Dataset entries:
====

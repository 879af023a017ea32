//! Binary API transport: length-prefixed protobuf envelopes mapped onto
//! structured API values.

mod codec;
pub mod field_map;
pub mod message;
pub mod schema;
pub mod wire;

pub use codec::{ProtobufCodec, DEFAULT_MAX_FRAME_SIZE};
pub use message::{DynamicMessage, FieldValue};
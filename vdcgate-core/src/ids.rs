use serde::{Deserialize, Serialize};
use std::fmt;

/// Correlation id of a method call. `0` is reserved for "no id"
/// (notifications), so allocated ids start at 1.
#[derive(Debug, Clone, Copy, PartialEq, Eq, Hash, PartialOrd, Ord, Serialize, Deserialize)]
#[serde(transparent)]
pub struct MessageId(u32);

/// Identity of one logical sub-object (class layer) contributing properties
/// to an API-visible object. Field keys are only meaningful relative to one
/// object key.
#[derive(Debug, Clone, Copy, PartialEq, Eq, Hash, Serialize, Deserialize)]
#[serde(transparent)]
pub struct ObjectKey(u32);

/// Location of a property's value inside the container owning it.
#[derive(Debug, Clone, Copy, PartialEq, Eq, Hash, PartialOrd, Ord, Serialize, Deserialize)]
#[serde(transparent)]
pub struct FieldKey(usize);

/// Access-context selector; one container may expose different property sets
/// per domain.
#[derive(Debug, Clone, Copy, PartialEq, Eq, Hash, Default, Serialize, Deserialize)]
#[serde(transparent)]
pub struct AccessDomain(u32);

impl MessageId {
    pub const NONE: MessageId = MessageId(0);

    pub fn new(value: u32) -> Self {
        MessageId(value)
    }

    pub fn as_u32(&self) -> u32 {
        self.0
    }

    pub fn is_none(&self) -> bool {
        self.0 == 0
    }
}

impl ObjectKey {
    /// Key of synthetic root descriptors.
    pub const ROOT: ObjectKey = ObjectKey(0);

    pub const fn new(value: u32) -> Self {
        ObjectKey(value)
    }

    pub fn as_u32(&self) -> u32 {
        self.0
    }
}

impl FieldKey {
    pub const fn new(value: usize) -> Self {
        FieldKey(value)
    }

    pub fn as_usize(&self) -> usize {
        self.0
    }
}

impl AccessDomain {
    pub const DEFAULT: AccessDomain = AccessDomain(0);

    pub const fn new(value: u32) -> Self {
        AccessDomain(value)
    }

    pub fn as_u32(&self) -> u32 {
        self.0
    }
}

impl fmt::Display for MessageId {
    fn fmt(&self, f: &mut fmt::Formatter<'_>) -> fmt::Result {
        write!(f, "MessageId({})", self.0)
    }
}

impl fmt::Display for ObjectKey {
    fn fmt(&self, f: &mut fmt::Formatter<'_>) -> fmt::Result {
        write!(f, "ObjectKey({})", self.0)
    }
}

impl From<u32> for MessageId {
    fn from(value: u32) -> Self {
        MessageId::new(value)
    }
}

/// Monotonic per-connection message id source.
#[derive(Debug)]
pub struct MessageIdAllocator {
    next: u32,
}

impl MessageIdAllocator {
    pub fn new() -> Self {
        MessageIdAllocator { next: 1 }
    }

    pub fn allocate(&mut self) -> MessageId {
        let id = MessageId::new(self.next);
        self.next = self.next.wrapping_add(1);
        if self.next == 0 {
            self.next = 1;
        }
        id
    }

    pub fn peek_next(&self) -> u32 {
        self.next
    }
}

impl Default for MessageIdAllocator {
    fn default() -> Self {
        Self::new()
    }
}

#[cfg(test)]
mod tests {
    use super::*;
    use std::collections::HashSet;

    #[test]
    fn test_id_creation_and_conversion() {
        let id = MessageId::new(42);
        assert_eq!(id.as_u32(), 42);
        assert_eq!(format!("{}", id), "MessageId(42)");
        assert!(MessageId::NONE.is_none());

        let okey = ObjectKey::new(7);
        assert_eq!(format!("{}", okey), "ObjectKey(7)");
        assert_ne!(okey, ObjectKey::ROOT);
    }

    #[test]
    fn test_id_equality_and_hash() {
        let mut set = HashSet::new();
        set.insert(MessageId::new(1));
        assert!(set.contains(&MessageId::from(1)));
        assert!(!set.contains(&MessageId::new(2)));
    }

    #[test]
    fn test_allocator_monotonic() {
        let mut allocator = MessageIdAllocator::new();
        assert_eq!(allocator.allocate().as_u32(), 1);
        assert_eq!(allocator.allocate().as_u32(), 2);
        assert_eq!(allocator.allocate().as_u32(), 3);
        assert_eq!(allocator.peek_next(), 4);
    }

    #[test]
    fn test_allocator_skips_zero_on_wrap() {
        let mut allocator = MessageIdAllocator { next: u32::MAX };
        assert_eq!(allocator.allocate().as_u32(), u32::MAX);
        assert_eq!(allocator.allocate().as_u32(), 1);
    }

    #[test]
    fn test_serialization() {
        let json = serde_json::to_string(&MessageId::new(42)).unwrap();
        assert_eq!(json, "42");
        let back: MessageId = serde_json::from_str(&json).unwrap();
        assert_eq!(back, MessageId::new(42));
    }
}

====

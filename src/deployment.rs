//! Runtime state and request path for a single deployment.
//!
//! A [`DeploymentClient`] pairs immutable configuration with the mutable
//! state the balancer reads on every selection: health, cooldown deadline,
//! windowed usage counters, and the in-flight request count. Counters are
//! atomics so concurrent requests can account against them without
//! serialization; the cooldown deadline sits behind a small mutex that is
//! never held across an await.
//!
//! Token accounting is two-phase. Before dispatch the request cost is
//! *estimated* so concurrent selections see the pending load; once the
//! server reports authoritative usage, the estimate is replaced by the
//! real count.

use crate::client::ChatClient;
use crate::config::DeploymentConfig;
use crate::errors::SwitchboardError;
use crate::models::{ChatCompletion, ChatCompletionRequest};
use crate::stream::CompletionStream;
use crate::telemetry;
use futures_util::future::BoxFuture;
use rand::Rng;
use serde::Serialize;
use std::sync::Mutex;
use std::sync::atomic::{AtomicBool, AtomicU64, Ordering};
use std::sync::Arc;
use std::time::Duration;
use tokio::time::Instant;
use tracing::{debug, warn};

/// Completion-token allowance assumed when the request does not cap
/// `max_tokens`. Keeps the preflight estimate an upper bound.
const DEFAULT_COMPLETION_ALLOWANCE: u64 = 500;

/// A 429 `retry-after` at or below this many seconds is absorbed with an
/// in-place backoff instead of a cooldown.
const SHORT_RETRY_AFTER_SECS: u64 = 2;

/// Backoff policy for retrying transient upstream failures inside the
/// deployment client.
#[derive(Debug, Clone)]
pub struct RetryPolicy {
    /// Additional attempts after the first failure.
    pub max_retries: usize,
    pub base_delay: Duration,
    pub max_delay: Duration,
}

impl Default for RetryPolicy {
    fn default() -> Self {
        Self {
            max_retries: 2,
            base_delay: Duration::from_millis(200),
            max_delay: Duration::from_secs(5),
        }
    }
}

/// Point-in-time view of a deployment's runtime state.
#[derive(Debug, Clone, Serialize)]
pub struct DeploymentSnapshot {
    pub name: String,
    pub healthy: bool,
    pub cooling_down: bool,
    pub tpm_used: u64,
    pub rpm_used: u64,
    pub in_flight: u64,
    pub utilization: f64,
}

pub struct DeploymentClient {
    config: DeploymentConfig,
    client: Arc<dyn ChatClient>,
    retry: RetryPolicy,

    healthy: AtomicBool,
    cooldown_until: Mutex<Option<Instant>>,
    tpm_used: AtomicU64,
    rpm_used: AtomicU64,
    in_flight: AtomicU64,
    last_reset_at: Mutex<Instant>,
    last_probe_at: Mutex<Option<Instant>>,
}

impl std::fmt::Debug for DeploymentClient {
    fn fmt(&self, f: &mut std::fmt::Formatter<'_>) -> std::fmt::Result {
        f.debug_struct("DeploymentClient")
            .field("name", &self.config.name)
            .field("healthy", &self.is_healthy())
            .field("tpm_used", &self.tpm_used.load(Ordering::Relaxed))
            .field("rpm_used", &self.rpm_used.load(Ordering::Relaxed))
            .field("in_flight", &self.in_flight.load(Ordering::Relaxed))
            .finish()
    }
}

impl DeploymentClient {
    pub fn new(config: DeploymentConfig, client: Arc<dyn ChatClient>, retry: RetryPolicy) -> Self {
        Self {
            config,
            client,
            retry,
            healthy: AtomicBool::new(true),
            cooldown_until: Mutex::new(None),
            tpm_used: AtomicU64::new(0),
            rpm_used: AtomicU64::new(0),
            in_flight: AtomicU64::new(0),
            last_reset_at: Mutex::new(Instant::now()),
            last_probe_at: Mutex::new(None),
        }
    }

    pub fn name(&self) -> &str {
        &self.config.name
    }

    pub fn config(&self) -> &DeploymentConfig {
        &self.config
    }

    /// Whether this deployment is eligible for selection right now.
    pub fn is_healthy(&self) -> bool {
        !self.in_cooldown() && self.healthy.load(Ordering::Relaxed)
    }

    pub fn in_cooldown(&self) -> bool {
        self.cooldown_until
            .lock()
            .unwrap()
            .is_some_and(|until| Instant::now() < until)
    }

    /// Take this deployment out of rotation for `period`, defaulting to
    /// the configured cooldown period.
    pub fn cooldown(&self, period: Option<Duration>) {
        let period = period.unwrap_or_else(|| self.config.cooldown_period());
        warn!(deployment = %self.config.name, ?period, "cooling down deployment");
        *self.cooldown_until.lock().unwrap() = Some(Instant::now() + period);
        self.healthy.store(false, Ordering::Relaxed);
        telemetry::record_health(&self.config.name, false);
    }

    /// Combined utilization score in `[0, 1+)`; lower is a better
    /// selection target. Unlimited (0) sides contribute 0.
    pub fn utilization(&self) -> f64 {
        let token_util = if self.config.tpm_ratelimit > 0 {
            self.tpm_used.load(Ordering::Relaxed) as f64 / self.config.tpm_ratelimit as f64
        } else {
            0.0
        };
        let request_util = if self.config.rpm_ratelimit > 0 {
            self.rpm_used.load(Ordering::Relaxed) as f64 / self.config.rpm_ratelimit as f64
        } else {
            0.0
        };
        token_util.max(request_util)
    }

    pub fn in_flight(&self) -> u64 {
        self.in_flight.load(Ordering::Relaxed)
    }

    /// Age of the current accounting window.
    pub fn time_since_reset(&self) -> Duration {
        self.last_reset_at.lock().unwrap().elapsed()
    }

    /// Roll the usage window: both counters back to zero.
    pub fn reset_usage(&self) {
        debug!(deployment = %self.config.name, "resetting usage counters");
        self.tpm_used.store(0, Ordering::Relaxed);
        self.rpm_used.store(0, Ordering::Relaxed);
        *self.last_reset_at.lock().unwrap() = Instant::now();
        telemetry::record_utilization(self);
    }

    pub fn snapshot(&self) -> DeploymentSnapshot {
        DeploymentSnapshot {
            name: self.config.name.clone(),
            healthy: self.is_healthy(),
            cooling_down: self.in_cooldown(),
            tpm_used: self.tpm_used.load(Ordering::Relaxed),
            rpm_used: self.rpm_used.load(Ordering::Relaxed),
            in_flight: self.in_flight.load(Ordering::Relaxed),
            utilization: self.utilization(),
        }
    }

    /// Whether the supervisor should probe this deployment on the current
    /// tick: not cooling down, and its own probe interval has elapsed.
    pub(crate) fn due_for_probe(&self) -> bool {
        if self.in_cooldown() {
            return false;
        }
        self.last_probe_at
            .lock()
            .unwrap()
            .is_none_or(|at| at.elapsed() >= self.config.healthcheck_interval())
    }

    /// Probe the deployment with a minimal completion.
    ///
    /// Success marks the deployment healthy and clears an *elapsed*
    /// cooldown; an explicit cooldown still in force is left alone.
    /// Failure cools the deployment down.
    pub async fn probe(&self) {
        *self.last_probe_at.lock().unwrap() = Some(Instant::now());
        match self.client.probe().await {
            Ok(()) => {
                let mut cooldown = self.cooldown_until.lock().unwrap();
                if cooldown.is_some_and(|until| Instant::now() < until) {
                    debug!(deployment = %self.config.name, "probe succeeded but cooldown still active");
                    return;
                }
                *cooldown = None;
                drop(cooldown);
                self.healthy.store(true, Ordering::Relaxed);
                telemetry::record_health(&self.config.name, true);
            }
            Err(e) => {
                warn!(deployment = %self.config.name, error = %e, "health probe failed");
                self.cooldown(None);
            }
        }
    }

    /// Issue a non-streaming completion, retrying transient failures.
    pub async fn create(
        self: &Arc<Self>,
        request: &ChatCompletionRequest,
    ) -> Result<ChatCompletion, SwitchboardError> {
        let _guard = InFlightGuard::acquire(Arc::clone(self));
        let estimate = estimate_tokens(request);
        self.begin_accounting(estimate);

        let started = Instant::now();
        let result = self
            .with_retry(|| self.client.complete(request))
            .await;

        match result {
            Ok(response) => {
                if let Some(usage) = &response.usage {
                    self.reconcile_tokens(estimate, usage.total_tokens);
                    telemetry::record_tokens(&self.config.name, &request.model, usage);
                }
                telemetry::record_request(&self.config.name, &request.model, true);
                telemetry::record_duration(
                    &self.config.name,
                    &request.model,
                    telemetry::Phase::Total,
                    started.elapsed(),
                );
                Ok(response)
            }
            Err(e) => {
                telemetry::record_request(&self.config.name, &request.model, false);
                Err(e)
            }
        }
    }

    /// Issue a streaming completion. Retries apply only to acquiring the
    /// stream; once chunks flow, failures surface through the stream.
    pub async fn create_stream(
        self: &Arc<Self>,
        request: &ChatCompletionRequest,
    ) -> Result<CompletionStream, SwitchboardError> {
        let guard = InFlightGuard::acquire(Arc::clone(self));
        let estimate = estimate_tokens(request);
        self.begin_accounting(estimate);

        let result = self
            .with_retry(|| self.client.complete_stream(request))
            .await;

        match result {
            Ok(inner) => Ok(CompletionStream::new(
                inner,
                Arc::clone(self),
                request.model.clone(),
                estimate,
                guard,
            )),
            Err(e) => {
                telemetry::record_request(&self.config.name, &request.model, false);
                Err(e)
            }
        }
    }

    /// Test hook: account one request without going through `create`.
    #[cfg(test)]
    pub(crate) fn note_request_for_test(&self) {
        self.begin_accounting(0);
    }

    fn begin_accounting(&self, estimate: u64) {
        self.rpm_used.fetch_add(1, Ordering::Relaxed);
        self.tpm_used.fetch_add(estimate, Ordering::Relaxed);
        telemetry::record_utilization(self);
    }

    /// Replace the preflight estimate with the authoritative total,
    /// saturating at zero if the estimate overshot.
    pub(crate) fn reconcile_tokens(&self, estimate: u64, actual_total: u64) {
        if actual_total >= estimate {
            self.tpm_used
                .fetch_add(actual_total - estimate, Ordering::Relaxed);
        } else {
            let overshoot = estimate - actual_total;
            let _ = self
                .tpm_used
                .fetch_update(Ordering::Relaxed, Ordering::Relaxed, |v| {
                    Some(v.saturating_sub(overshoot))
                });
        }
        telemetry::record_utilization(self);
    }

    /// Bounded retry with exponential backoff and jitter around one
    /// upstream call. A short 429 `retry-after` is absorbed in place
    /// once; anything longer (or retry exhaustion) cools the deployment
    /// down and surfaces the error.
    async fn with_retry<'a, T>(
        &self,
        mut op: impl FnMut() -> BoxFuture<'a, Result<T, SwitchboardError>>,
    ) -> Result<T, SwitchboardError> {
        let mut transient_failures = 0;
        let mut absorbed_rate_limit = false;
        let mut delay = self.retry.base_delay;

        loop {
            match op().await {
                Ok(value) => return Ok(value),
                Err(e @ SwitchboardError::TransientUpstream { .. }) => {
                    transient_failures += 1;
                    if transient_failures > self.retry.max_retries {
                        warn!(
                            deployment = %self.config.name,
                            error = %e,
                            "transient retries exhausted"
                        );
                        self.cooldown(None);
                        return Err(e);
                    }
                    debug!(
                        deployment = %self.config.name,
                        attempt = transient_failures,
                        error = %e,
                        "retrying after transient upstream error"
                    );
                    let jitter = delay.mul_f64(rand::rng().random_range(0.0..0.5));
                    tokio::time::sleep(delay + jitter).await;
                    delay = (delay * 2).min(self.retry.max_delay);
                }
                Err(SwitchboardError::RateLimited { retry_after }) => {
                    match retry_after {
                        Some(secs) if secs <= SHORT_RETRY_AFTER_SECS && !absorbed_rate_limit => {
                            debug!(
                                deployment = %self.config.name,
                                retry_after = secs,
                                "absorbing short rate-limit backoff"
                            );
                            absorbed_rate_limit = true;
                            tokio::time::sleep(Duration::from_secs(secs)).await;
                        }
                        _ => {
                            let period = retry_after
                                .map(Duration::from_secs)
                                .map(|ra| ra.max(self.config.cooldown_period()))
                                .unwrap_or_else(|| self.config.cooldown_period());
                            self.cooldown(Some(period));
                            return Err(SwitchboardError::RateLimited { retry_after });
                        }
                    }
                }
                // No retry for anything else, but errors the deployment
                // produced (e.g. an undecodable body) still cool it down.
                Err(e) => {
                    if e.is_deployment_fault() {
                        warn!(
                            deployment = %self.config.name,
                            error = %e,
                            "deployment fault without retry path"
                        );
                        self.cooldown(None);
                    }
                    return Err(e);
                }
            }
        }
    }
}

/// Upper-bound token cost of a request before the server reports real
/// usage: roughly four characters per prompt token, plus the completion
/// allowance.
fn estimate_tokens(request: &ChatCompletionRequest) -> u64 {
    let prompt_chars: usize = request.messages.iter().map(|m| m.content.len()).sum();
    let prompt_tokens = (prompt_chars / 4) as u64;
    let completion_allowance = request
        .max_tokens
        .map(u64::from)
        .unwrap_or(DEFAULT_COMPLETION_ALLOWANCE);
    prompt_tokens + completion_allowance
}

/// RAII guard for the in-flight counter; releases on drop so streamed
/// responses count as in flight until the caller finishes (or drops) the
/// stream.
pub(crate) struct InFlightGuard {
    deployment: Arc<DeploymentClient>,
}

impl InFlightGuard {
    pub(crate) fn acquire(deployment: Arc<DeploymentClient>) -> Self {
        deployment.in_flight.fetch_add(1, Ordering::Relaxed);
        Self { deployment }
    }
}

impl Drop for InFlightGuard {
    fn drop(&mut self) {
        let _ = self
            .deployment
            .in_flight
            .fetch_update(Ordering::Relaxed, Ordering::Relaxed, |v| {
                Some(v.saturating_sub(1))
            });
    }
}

====

Using the data above, transcribe the lines that run from the line with "against them without" to the line with "use std::time::Duration;", both ends kept, and output nothing else.

Answer area -
//! atomics so concurrent requests can account against them without
//! serialization; the cooldown deadline sits behind a small mutex that is
//! never held across an await.
//!
//! Token accounting is two-phase. Before dispatch the request cost is
//! *estimated* so concurrent selections see the pending load; once the
//! server reports authoritative usage, the estimate is replaced by the
//! real count.

use crate::client::ChatClient;
use crate::config::DeploymentConfig;
use crate::errors::SwitchboardError;
use crate::models::{ChatCompletion, ChatCompletionRequest};
use crate::stream::CompletionStream;
use crate::telemetry;
use futures_util::future::BoxFuture;
use rand::Rng;
use serde::Serialize;
use std::sync::Mutex;
use std::sync::atomic::{AtomicBool, AtomicU64, Ordering};
use std::sync::Arc;
use std::time::Duration;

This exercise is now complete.